«Ночные летописи» Геннадия Доброва. Книга 2 - Добров Геннадий страница 3.

Шрифт
Фон

Я спрашиваю: а почему вы всё время улыбаетесь? – Он отвечает: да как же мне не улыбаться, меня ведь четыре раза хотели похоронить под землёй. Вот было такое место Невская Дубровка, там проходила линия обороны Ленинграда, когда его взяли в кольцо. Мы, говорит, держали эту оборону, а немцы всё время нас обстреливали. И вот снаряд взрывается, и вверх сразу поднимается огромная куча земли. А потом всё оседает, и нас накрывает с головой. Мы начинаем откапываться, а командир по очереди всех окликает, кричит: Амбаров, ты живой? – Я, говорит, откапываюсь и кричу: живой! – Ну ладно, молодец.

Защитник Невской Дубровки

И так, говорит, четыре раза меня всего засыпало, из-под земли вылезал, как из могилы. Такие свирепые шли бои в этом узком месте обороны. Как они бомбили нас, как обстреливали, столько народу там погибло – не счесть. И всё-таки мы Дубровку эту отстояли, не пропустили немцев. Потому, говорит, я и довольный такой, что жив остался. (Неправильно думать, что у людей на фронте всегда были угрюмые, мрачные лица – нет, люди и шутили, и улыбались, и подкалывали друг друга анекдотами, всякими рассказами, шутками, прибаутками – это давало возможность отвлечься от тяжкой реальности, душу повеселить.) И у меня получился улыбчивый портрет этого Амбарова.

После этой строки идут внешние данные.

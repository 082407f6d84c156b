//! One active execution per project, independent across projects (§4.4,
//! §9 "naturally expressed with a mutual-exclusion primitive owned by
//! the project").

use serde_json::json;

use crate::prelude::*;

#[tokio::test]
async fn second_execute_on_the_same_project_is_rejected() {
    let agent_dir = tempfile::tempdir().expect("tempdir");
    let agent = fake_agent_sleeper(agent_dir.path());
    let gateway = Gateway::start_with(&[("GWY_AGENT_BINARY", agent.to_str().expect("utf8 path"))]);

    let project_dir = tempfile::tempdir().expect("tempdir");
    let mut client = gateway.connect().await;
    let id = create_project(&mut client, project_dir.path()).await;
    client.send("project_join", Some(&id), None).await;
    assert_eq!(client.recv().await["type"], "project_joined");

    client.send("execute", Some(&id), Some(json!({ "prompt": "first" }))).await;
    assert_eq!(client.recv_kind("project_state").await["data"]["state"], "EXECUTING");

    client.send("execute", Some(&id), Some(json!({ "prompt": "second" }))).await;
    let response = client.recv().await;
    assert_eq!(response["type"], "error");
    assert_eq!(response["data"]["code"], "process_active");

    client.send("agent_kill", Some(&id), None).await;
}

#[tokio::test]
async fn executions_on_different_projects_run_concurrently() {
    let agent_dir = tempfile::tempdir().expect("tempdir");
    let agent = fake_agent(agent_dir.path(), "sleep 1\necho '{\"session_id\":\"s\",\"result\":\"ok\"}'");
    let gateway = Gateway::start_with(&[("GWY_AGENT_BINARY", agent.to_str().expect("utf8 path"))]);

    let dir_a = tempfile::tempdir().expect("tempdir");
    let dir_b = tempfile::tempdir().expect("tempdir");
    let mut client_a = gateway.connect().await;
    let mut client_b = gateway.connect().await;
    let id_a = create_project(&mut client_a, dir_a.path()).await;
    let id_b = create_project(&mut client_b, dir_b.path()).await;

    client_a.send("project_join", Some(&id_a), None).await;
    assert_eq!(client_a.recv().await["type"], "project_joined");
    client_b.send("project_join", Some(&id_b), None).await;
    assert_eq!(client_b.recv().await["type"], "project_joined");

    let start = std::time::Instant::now();
    client_a.send("execute", Some(&id_a), Some(json!({ "prompt": "a" }))).await;
    client_b.send("execute", Some(&id_b), Some(json!({ "prompt": "b" }))).await;

    tokio::join!(drain_to_idle(&mut client_a), drain_to_idle(&mut client_b));

    // Run serially this would take ~2s; concurrently it stays well under.
    assert!(start.elapsed() < std::time::Duration::from_millis(1800), "executions did not overlap: {:?}", start.elapsed());
}

async fn drain_to_idle(client: &mut Client) {
    client.recv_kind("project_state").await;
    client.recv_kind("agent_message").await;
    let idle = client.recv_kind("project_state").await;
    assert_eq!(idle["data"]["state"], "IDLE");
}
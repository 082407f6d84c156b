// SPDX-License-Identifier: BUSL-1.1
// Copyright (c) 2026 Alfred Jean LLC

#![cfg_attr(test, allow(clippy::panic))]
#![cfg_attr(test, allow(clippy::unwrap_used))]
#![cfg_attr(test, allow(clippy::expect_used))]

//! gwy-adapters: the agent CLI process boundary — spawning, a size-bounded
//! line reader for its stdout stream, environment scrubbing, and
//! SIGTERM/SIGKILL process control.

mod agent_cli;
mod env;
mod error;
mod line_reader;
mod process;

pub use agent_cli::{AgentCli, AgentExit, AgentInvocation, AgentLine, AgentRun, ProcessAgentCli};
pub use env::{execution_timeout, max_line_bytes, scrubbed_environment, termination_grace};
pub use error::AgentError;
pub use line_reader::{read_line_bounded, LineOutcome};
pub use process::{is_alive, kill, terminate, terminate_with_grace};

#[cfg(any(test, feature = "test-support"))]
mod fake;
#[cfg(any(test, feature = "test-support"))]
pub use fake::{FakeAgentCli, FakeRun};
// SPDX-License-Identifier: BUSL-1.1
// Copyright (c) 2026 Alfred Jean LLC

//! Clock abstraction so timestamps (`created_at`, `last_active_at`, log
//! entries) can be faked deterministically in tests.

use std::sync::atomic::{AtomicI64, Ordering};
use std::sync::Arc;
use std::time::{SystemTime, UNIX_EPOCH};

/// Source of wall-clock time, injected wherever a component needs to stamp
/// a project or log entry.
pub trait Clock: Clone + Send + Sync + 'static {
    /// Milliseconds since the Unix epoch.
    fn now_millis(&self) -> i64;
}

/// Real clock backed by [`SystemTime`].
#[derive(Debug, Clone, Copy, Default)]
pub struct SystemClock;

impl Clock for SystemClock {
    fn now_millis(&self) -> i64 {
        SystemTime::now()
            .duration_since(UNIX_EPOCH)
            .map(|d| d.as_millis() as i64)
            .unwrap_or(0)
    }
}

/// Deterministic clock for tests: starts at a fixed instant and only moves
/// forward when explicitly advanced.
#[derive(Debug, Clone)]
pub struct FakeClock {
    millis: Arc<AtomicI64>,
}

impl FakeClock {
    pub fn new(start_millis: i64) -> Self {
        Self {
            millis: Arc::new(AtomicI64::new(start_millis)),
        }
    }

    pub fn advance_millis(&self, delta: i64) {
        self.millis.fetch_add(delta, Ordering::SeqCst);
    }

    pub fn set_millis(&self, value: i64) {
        self.millis.store(value, Ordering::SeqCst);
    }
}

impl Default for FakeClock {
    fn default() -> Self {
        Self::new(0)
    }
}

impl Clock for FakeClock {
    fn now_millis(&self) -> i64 {
        self.millis.load(Ordering::SeqCst)
    }
}

#[cfg(test)]
#[path = "clock_tests.rs"]
mod tests;
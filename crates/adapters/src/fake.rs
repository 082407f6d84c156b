// SPDX-License-Identifier: BUSL-1.1
// Copyright (c) 2026 Alfred Jean LLC

//! A scripted `AgentCli` for engine tests: no subprocess, just a queue of
//! canned runs handed out in call order.

use std::collections::VecDeque;
use std::sync::Arc;
use std::time::Duration;

use async_trait::async_trait;
use tokio::sync::Mutex;

use crate::agent_cli::{AgentCli, AgentExit, AgentInvocation, AgentLine, AgentRun};
use crate::error::AgentError;

/// One scripted subprocess lifecycle: a sequence of stdout lines followed
/// by an exit status.
#[derive(Debug, Clone)]
pub struct FakeRun {
    pub lines: Vec<AgentLine>,
    pub exit: AgentExit,
}

impl FakeRun {
    pub fn success(lines: Vec<AgentLine>) -> Self {
        Self {
            lines,
            exit: AgentExit {
                success: true,
                code: Some(0),
                stderr: String::new(),
            },
        }
    }

    pub fn failure(code: i32, stderr: impl Into<String>) -> Self {
        Self {
            lines: Vec::new(),
            exit: AgentExit {
                success: false,
                code: Some(code),
                stderr: stderr.into(),
            },
        }
    }
}

#[derive(Clone, Default)]
pub struct FakeAgentCli {
    calls: Arc<Mutex<Vec<AgentInvocation>>>,
    script: Arc<Mutex<VecDeque<FakeRun>>>,
}

impl FakeAgentCli {
    pub fn new() -> Self {
        Self::default()
    }

    /// Queue a run to be handed out on the next `spawn` call.
    pub async fn push_run(&self, run: FakeRun) {
        self.script.lock().await.push_back(run);
    }

    /// All invocations received so far, in order.
    pub async fn calls(&self) -> Vec<AgentInvocation> {
        self.calls.lock().await.clone()
    }
}

#[async_trait]
impl AgentCli for FakeAgentCli {
    async fn spawn(&self, invocation: AgentInvocation) -> Result<Box<dyn AgentRun>, AgentError> {
        self.calls.lock().await.push(invocation);
        let run = self
            .script
            .lock()
            .await
            .pop_front()
            .unwrap_or_else(|| FakeRun::success(Vec::new()));
        Ok(Box::new(FakeAgentProcess {
            lines: run.lines.into(),
            exit: run.exit,
        }))
    }
}

struct FakeAgentProcess {
    lines: VecDeque<AgentLine>,
    exit: AgentExit,
}

#[async_trait]
impl AgentRun for FakeAgentProcess {
    fn pid(&self) -> Option<u32> {
        None
    }

    async fn next_line(&mut self) -> Result<Option<AgentLine>, AgentError> {
        Ok(self.lines.pop_front())
    }

    async fn wait(self: Box<Self>) -> Result<AgentExit, AgentError> {
        Ok(self.exit)
    }

    async fn terminate_with_grace(&self, _grace: Duration) {}
}

#[cfg(test)]
#[path = "fake_tests.rs"]
mod tests;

Сразу же во время моей работы выявилось одно негативное обстоятельство. Я делал рисунки большого размера, в натуральную величину лица или, может быть, даже немножко больше. А карандаши и бумага были не совсем то, что нужно. Бумага оказалась тонкой, а наши советские карандаши вообще не позволяли взять необходимую черноту, например, пиджака. И долго приходилось рисовать одно и то же место, чтобы набрать хотя бы относительную плотность на листе. В общем, я мучился.

Однажды мне рассказали про Серафиму Николаевну Комиссарову. Она была радисткой на фронте в Карелии, там же её ранило. Войска ушли вперёд, а она из-за ранения оказалась где-то в болоте. К утру это болото стало замерзать, и она уже не могла там даже пошевелиться, в общем, вмёрзла в лёд. Идущие следом части обнаружили её, достали изо льда и привезли в медсанбат. Начали её там оттирать, массажировать, приводить в чувство, но дело кончилось тем, что у неё перестали слушаться ноги, она ими не могла управлять, они для неё стали просто обузой. Когда она попала на Валаам, ей выдали трёхколёсную тележку, на ней она могла двигаться, тормозить, делать повороты, а сзади к коляске был прикреплён железный ящик для инструментов, мелких вещей и продуктов.

Мы с Серафимой Николаевной познакомились, и я начал её рисовать. Поработали так несколько дней, а потом прихожу, смотрю – а у них в палате какое-то разорение, кругом валяются простыни, подушки, одеяла. Я спрашиваю: Серафима Николаевна, что случилось? – Она говорит: Гена, сегодня, наверно, рисовать не будем, сегодня банный день у нас, но наша нянечка не пришла, запила, и мы пока остаёмся немытыми. Все палаты уже помылись, и бельё им сменили, а мы, говорит, и немытые, и бельё нам никто не менял, и вот всё ждём. (И все женщины сидят тоже расстроенные на своих кроватях.)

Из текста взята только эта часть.